Students following this degree program must complete 42 semester hours of required courses in Family Science and 9 additional semester hours of credit in Foods and Nutrition.

REQUIRED COURSES FOR THE FAMILY SCIENCE MAJOR

Family Science
114 Families in Contemporary Society
221 Family Resource Management
241 Human Development
242 Dynamics of Family Living
261 Communications
331 Introduction to Research Methods
381 Professional Practice with Children and Families
382 Program Planning and Evaluation
411 Field Placement I
412 Field Placement II
Four Family Science electives at the 2nd, 3rd or 4th year level

Foods and Nutrition:
Foods and Nutrition 111 Introductory Foods
Foods and Nutrition 211 Introductory Nutrition I
Foods and Nutrition 212 Introductory Nutrition II

REQUIRED COURSES FROM OTHER DEPARTMENTS

Mathematics
111 Finite Mathematics

Statistics
221 (formerly Math 221) Introductory Statistics I

Chemistry
111 General Chemistry I
112 General Chemistry II

Biology
122 Human Physiology
131 Introduction to Cell and Molecular Biology

UPEI courses and Writing Intensive Course
One of:
UPEI 101 – Writing Studies – Engaging Writing, Rhetoric, and Communication,
UPEI 102 – Inquiry Studies – Engaging Ideas and Cultural Contexts, OR
UPEI 103 – University Studies - Engaging University Contexts and Experience
AND One writing intensive course

Social Sciences
Two 3 semester hour courses from Psychology, Sociology or Anthropology

Students are advised to consult with the Department Chair or their Faculty Advisor prior to registration.

COURSE SEQUENCE
Following is the usual sequence for completion of courses:

First Year

  • Foods and Nutrition 111 Introductory Foods
  • Family Science 114 Families in Contemporary Society
  • Biology 131 Introduction to Cell and Molecular Biology
  • Chemistry 111  General Chemistry I
  • Chemistry 112  General Chemistry II
  • One of UPEI 101, 102 or 103
  • Math 111 Finite Mathematics
  • Two Social Sciences
  • One free elective

Second Year

  • Foods and Nutrition 211 Introductory Nutrition I
  • Foods and Nutrition 212 Introductory Nutrition II
  • Family Science 221 Family Resource Management
  • Family Science 241 Human Development
  • Family Science 242 Dynamics of Family Living
  • Family Science 261 Communications
  • Statistics 221 (formerly Math 221) Introductory Statistics I
  • Biology 122 Human Physiology
  • Two free electives

Third Year

  • Family Science 331 Introduction to Research Methods
  • Family Science 381 Professional Practice with Children and Families
  • Family Science 382 Program Planning and Evaluation
  • Two Family Science electives
  • Five free electives

Fourth Year

  • Family Science 411 Field Placement I
  • Family Science 412 Field Placement II
  • Two Family Science electives
  • Six free electives

Provisional Certification - National Council on Family Relations

The Department of Applied Human Sciences is approved by the National Council on Family Relations to offer the course work in order for graduates from the Family Science and Child and Family Studies programs to apply for provisional certification as a Certified Family Life Educator (CFLE). CFLEs work in a variety of health and social service positions. In particular, CLFEs are prepared to work with individuals and families in the areas of prevention and education. Students interested in becoming a CFLE need to ensure that they have completed all of the required course work for their major in addition to completing the following Family Science electives:

  • Family Science 383 Issues in Family Law and Social Policy
  • Family Science 471 Parent-Child Interaction
  • Family Science 491 Human Sexuality
Minor

Please note: The application process for this program has been suspended.
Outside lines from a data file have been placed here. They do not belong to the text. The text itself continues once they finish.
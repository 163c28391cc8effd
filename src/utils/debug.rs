use std::sync::atomic::{AtomicBool, Ordering};

static DEBUG: AtomicBool = AtomicBool::new(false);

pub(crate) fn set_debug(enabled: bool) {
    DEBUG.store(enabled, Ordering::Relaxed);
}

pub(crate) fn debug_enabled() -> bool {
    DEBUG.load(Ordering::Relaxed)
}

/// `eprintln!` with a `[DEBUG]` prefix, only when `--debug` is on
macro_rules! debug_log {
    ($($arg:tt)*) => {
        if $crate::utils::debug_enabled() {
            eprintln!("[DEBUG] {}", format_args!($($arg)*));
        }
    };
}

pub(crate) use debug_log;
Students in the Minor Program in Family Science must complete a total of 21 semester hours of Family Science.  This consists of 9 semester hours of required core courses and 12 semester hours of Family Science electives.

Required:

  • Family Science 114 Families in Contemporary Society
  • Family Science 221 Family Resource Management
  • Family Science 242 Dynamics of Family Living

12 additional hours of electives at the 200, 300 or 400 level excluding:

  • Family Science 331
  • Family Science 381
  • Family Science 411
  • Family Science 412

Students intending to complete a Minor in Family Science are advised to consult with the Chair of the Department of Applied Human Sciences to ensure that they have the required course prerequisites.  A student majoring in Foods and Nutrition is eligible to pursue the Family Science Minor.

Faculty
  • Doris M. Anderson, Professor Emeritus 
  • Kathy Gottschall-Pass, Chair and Professor
  • Jennifer Taylor, Professor
  • Debbie MacLellan, Professor 
  • William Montelpare, Professor
  • Lori Weeks, Associate Professor (on leave, August 2017)
  • Nicky Hyndman, Assistant Professor
  • Dany MacDonald, Assistant Professor
  • Rebecca Reed-Jones, Assistant Professor
  • Misty Rossiter, Assistant Professor
  • Travis Saunders, Assistant Professor
  • Colleen Walton, Assistant Professor
  • Sharon Compton, Adjunct Professor
  • Carolanne Nelson, Adjunct Professor
  • Charlene VanLeeuwen, Sessional Lecturer

Family Science at UPEI

Please note: The application process for this program has been suspended.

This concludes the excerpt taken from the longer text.